The result must match the data exactly, line for line.

→ Records shown:
# # # # #

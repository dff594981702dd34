//! Installer configuration (gatebundle.yaml)
//!
//! Every field is optional. Values missing from the file fall back to
//! command line flags and then to built-in defaults.

use std::collections::BTreeMap;
use std::path::{Path, PathBuf};
use std::time::Duration;

use serde::{Deserialize, Serialize};

use crate::error::{self, Result};
use crate::management::DEFAULT_ROOT_FOLDER_ID;
use crate::references::variables::is_valid_name;

/// Config filename looked up in the current directory
pub const CONFIG_FILE: &str = "gatebundle.yaml";

/// Config filename inside the user's config directory
pub const USER_CONFIG_FILE: &str = "config.yaml";

/// Directory scanned for bundles when nothing else is configured
pub const DEFAULT_BUNDLES_DIR: &str = "bundles";

/// Target store used when nothing else is configured
pub const DEFAULT_TARGET: &str = "gateway.json";

#[derive(Debug, Clone, Default, PartialEq, Eq, Serialize, Deserialize)]
#[serde(deny_unknown_fields)]
pub struct InstallerConfig {
    /// Directory holding one sub-directory per bundle
    #[serde(default, skip_serializing_if = "Option::is_none")]
    pub bundles_dir: Option<PathBuf>,

    /// JSON file holding the target's state
    #[serde(default, skip_serializing_if = "Option::is_none")]
    pub target: Option<PathBuf>,

    #[serde(default, skip_serializing_if = "Option::is_none")]
    pub root_folder_id: Option<String>,

    /// Folder path under the root that receives every bundle folder
    #[serde(default, skip_serializing_if = "Option::is_none")]
    pub install_folder: Option<String>,

    #[serde(default, skip_serializing_if = "Option::is_none")]
    pub prefix: Option<String>,

    /// Mapping-override file
    #[serde(default, skip_serializing_if = "Option::is_none")]
    pub mapping: Option<PathBuf>,

    /// Deadline after which a running install is cancelled
    #[serde(default, skip_serializing_if = "Option::is_none")]
    pub timeout_secs: Option<u64>,

    /// Values of the `${install.NAME}` placeholders in policy bodies
    #[serde(default, skip_serializing_if = "BTreeMap::is_empty")]
    pub variables: BTreeMap<String, String>,
}

impl InstallerConfig {
    /// Parse installer configuration from YAML string
    pub fn from_yaml(yaml: &str) -> Result<Self> {
        Ok(Self::parse(yaml)?)
    }

    fn parse(yaml: &str) -> std::result::Result<Self, serde_yaml::Error> {
        if yaml.trim().is_empty() {
            return Ok(Self::default());
        }
        serde_yaml::from_str(yaml)
    }

    /// Load and validate a config file
    ///
    /// Relative paths inside the file are resolved against its directory.
    pub fn load(path: &Path) -> Result<Self> {
        let display = path.display().to_string();
        if !path.is_file() {
            return Err(error::config::not_found(display));
        }
        let content = std::fs::read_to_string(path)
            .map_err(|e| error::config::read_failed(&display, e.to_string()))?;
        let config = Self::parse(&content)
            .map_err(|e| error::config::parse_failed(&display, e.to_string()))?;

        let base = path.parent().unwrap_or_else(|| Path::new("."));
        let config = config.relative_to(base);
        config.validate()?;
        tracing::debug!(path = %path.display(), "loaded configuration");
        Ok(config)
    }

    /// Find and load the config that applies to this invocation
    ///
    /// An explicit path must exist. Otherwise `./gatebundle.yaml` is tried,
    /// then the user's config directory, then defaults are used.
    pub fn discover(explicit: Option<&Path>) -> Result<Self> {
        let cwd = std::env::current_dir()?;
        let user_config = dirs::config_dir().map(|dir| dir.join("gatebundle").join(USER_CONFIG_FILE));
        Self::discover_in(explicit, &cwd, user_config.as_deref())
    }

    fn discover_in(
        explicit: Option<&Path>,
        cwd: &Path,
        user_config: Option<&Path>,
    ) -> Result<Self> {
        if let Some(path) = explicit {
            return Self::load(path);
        }

        let local = cwd.join(CONFIG_FILE);
        if local.is_file() {
            return Self::load(&local);
        }
        if let Some(user_config) = user_config.filter(|p| p.is_file()) {
            return Self::load(user_config);
        }

        tracing::debug!("no configuration file found, using defaults");
        Ok(Self::default())
    }

    fn relative_to(mut self, base: &Path) -> Self {
        for path in [&mut self.bundles_dir, &mut self.target, &mut self.mapping]
            .into_iter()
            .flatten()
        {
            if path.is_relative() {
                *path = base.join(&*path);
            }
        }
        self
    }

    /// `self` with every field `overrides` sets replaced
    ///
    /// Variables are merged name by name.
    #[must_use]
    pub fn overridden_by(self, overrides: InstallerConfig) -> Self {
        let mut variables = self.variables;
        variables.extend(overrides.variables);
        Self {
            bundles_dir: overrides.bundles_dir.or(self.bundles_dir),
            target: overrides.target.or(self.target),
            root_folder_id: overrides.root_folder_id.or(self.root_folder_id),
            install_folder: overrides.install_folder.or(self.install_folder),
            prefix: overrides.prefix.or(self.prefix),
            mapping: overrides.mapping.or(self.mapping),
            timeout_secs: overrides.timeout_secs.or(self.timeout_secs),
            variables,
        }
    }

    pub fn validate(&self) -> Result<()> {
        if let Some(prefix) = &self.prefix {
            if prefix.contains('/') || prefix.chars().any(char::is_whitespace) {
                return Err(error::config::invalid(format!(
                    "prefix '{prefix}' may not contain '/' or whitespace"
                )));
            }
        }
        if self.timeout_secs == Some(0) {
            return Err(error::config::invalid("timeout_secs must be positive"));
        }
        if let Some(folder) = &self.install_folder {
            if !folder.starts_with('/') {
                return Err(error::config::invalid(format!(
                    "install_folder '{folder}' must be an absolute folder path"
                )));
            }
        }
        if self.root_folder_id.as_deref().is_some_and(|id| id.trim().is_empty()) {
            return Err(error::config::invalid("root_folder_id may not be empty"));
        }
        if let Some(name) = self.variables.keys().find(|name| !is_valid_name(name)) {
            return Err(error::config::invalid(format!(
                "variable name '{name}' may only contain letters, digits, '_', '-' and '.'"
            )));
        }
        Ok(())
    }

    pub fn bundles_dir(&self) -> PathBuf {
        self.bundles_dir
            .clone()
            .unwrap_or_else(|| PathBuf::from(DEFAULT_BUNDLES_DIR))
    }

    pub fn target(&self) -> PathBuf {
        self.target
            .clone()
            .unwrap_or_else(|| PathBuf::from(DEFAULT_TARGET))
    }

    pub fn root_folder_id(&self) -> &str {
        self.root_folder_id.as_deref().unwrap_or(DEFAULT_ROOT_FOLDER_ID)
    }

    pub fn timeout(&self) -> Option<Duration> {
        self.timeout_secs.map(Duration::from_secs)
    }
}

# # # # #

→ Output of the exercise:
repository dff594981702dd34
//! Installer configuration (gatebundle.yaml)
//!
//! Every field is optional. Values missing from the file fall back to
//! command line flags and then to built-in defaults.

use std::collections::BTreeMap;
use std::path::{Path, PathBuf};
use std::time::Duration;

use serde::{Deserialize, Serialize};

use crate::error::{self, Result};
use crate::management::DEFAULT_ROOT_FOLDER_ID;
use crate::references::variables::is_valid_name;

/// Config filename looked up in the current directory
pub const CONFIG_FILE: &str = "gatebundle.yaml";

/// Config filename inside the user's config directory
pub const USER_CONFIG_FILE: &str = "config.yaml";

/// Directory scanned for bundles when nothing else is configured
pub const DEFAULT_BUNDLES_DIR: &str = "bundles";

/// Target store used when nothing else is configured
pub const DEFAULT_TARGET: &str = "gateway.json";

#[derive(Debug, Clone, Default, PartialEq, Eq, Serialize, Deserialize)]
#[serde(deny_unknown_fields)]
pub struct InstallerConfig {
    /// Directory holding one sub-directory per bundle
    #[serde(default, skip_serializing_if = "Option::is_none")]
    pub bundles_dir: Option<PathBuf>,

    /// JSON file holding the target's state
    #[serde(default, skip_serializing_if = "Option::is_none")]
    pub target: Option<PathBuf>,

    #[serde(default, skip_serializing_if = "Option::is_none")]
    pub root_folder_id: Option<String>,

    /// Folder path under the root that receives every bundle folder
    #[serde(default, skip_serializing_if = "Option::is_none")]
    pub install_folder: Option<String>,

    #[serde(default, skip_serializing_if = "Option::is_none")]
    pub prefix: Option<String>,

    /// Mapping-override file
    #[serde(default, skip_serializing_if = "Option::is_none")]
    pub mapping: Option<PathBuf>,

    /// Deadline after which a running install is cancelled
    #[serde(default, skip_serializing_if = "Option::is_none")]
    pub timeout_secs: Option<u64>,

    /// Values of the `${install.NAME}` placeholders in policy bodies
    #[serde(default, skip_serializing_if = "BTreeMap::is_empty")]
    pub variables: BTreeMap<String, String>,
}

impl InstallerConfig {
    /// Parse installer configuration from YAML string
    pub fn from_yaml(yaml: &str) -> Result<Self> {
        Ok(Self::parse(yaml)?)
    }

    fn parse(yaml: &str) -> std::result::Result<Self, serde_yaml::Error> {
        if yaml.trim().is_empty() {
            return Ok(Self::default());
        }
        serde_yaml::from_str(yaml)
    }

    /// Load and validate a config file
    ///
    /// Relative paths inside the file are resolved against its directory.
    pub fn load(path: &Path) -> Result<Self> {
        let display = path.display().to_string();
        if !path.is_file() {
            return Err(error::config::not_found(display));
        }
        let content = std::fs::read_to_string(path)
            .map_err(|e| error::config::read_failed(&display, e.to_string()))?;
        let config = Self::parse(&content)
            .map_err(|e| error::config::parse_failed(&display, e.to_string()))?;

        let base = path.parent().unwrap_or_else(|| Path::new("."));
        let config = config.relative_to(base);
        config.validate()?;
        tracing::debug!(path = %path.display(), "loaded configuration");
        Ok(config)
    }

    /// Find and load the config that applies to this invocation
    ///
    /// An explicit path must exist. Otherwise `./gatebundle.yaml` is tried,
    /// then the user's config directory, then defaults are used.
    pub fn discover(explicit: Option<&Path>) -> Result<Self> {
        let cwd = std::env::current_dir()?;
        let user_config = dirs::config_dir().map(|dir| dir.join("gatebundle").join(USER_CONFIG_FILE));
        Self::discover_in(explicit, &cwd, user_config.as_deref())
    }

    fn discover_in(
        explicit: Option<&Path>,
        cwd: &Path,
        user_config: Option<&Path>,
    ) -> Result<Self> {
        if let Some(path) = explicit {
            return Self::load(path);
        }

        let local = cwd.join(CONFIG_FILE);
        if local.is_file() {
            return Self::load(&local);
        }
        if let Some(user_config) = user_config.filter(|p| p.is_file()) {
            return Self::load(user_config);
        }

        tracing::debug!("no configuration file found, using defaults");
        Ok(Self::default())
    }

    fn relative_to(mut self, base: &Path) -> Self {
        for path in [&mut self.bundles_dir, &mut self.target, &mut self.mapping]
            .into_iter()
            .flatten()
        {
            if path.is_relative() {
                *path = base.join(&*path);
            }
        }
        self
    }

    /// `self` with every field `overrides` sets replaced
    ///
    /// Variables are merged name by name.
    #[must_use]
    pub fn overridden_by(self, overrides: InstallerConfig) -> Self {
        let mut variables = self.variables;
        variables.extend(overrides.variables);
        Self {
            bundles_dir: overrides.bundles_dir.or(self.bundles_dir),
            target: overrides.target.or(self.target),
            root_folder_id: overrides.root_folder_id.or(self.root_folder_id),
            install_folder: overrides.install_folder.or(self.install_folder),
            prefix: overrides.prefix.or(self.prefix),
            mapping: overrides.mapping.or(self.mapping),
            timeout_secs: overrides.timeout_secs.or(self.timeout_secs),
            variables,
        }
    }

    pub fn validate(&self) -> Result<()> {
        if let Some(prefix) = &self.prefix {
            if prefix.contains('/') || prefix.chars().any(char::is_whitespace) {
                return Err(error::config::invalid(format!(
                    "prefix '{prefix}' may not contain '/' or whitespace"
                )));
            }
        }
        if self.timeout_secs == Some(0) {
            return Err(error::config::invalid("timeout_secs must be positive"));
        }
        if let Some(folder) = &self.install_folder {
            if !folder.starts_with('/') {
                return Err(error::config::invalid(format!(
                    "install_folder '{folder}' must be an absolute folder path"
                )));
            }
        }
        if self.root_folder_id.as_deref().is_some_and(|id| id.trim().is_empty()) {
            return Err(error::config::invalid("root_folder_id may not be empty"));
        }
        if let Some(name) = self.variables.keys().find(|name| !is_valid_name(name)) {
            return Err(error::config::invalid(format!(
                "variable name '{name}' may only contain letters, digits, '_', '-' and '.'"
            )));
        }
        Ok(())
    }

    pub fn bundles_dir(&self) -> PathBuf {
        self.bundles_dir
            .clone()
            .unwrap_or_else(|| PathBuf::from(DEFAULT_BUNDLES_DIR))
    }

    pub fn target(&self) -> PathBuf {
        self.target
            .clone()
            .unwrap_or_else(|| PathBuf::from(DEFAULT_TARGET))
    }

    pub fn root_folder_id(&self) -> &str {
        self.root_folder_id.as_deref().unwrap_or(DEFAULT_ROOT_FOLDER_ID)
    }

    pub fn timeout(&self) -> Option<Duration> {
        self.timeout_secs.map(Duration::from_secs)
    }
}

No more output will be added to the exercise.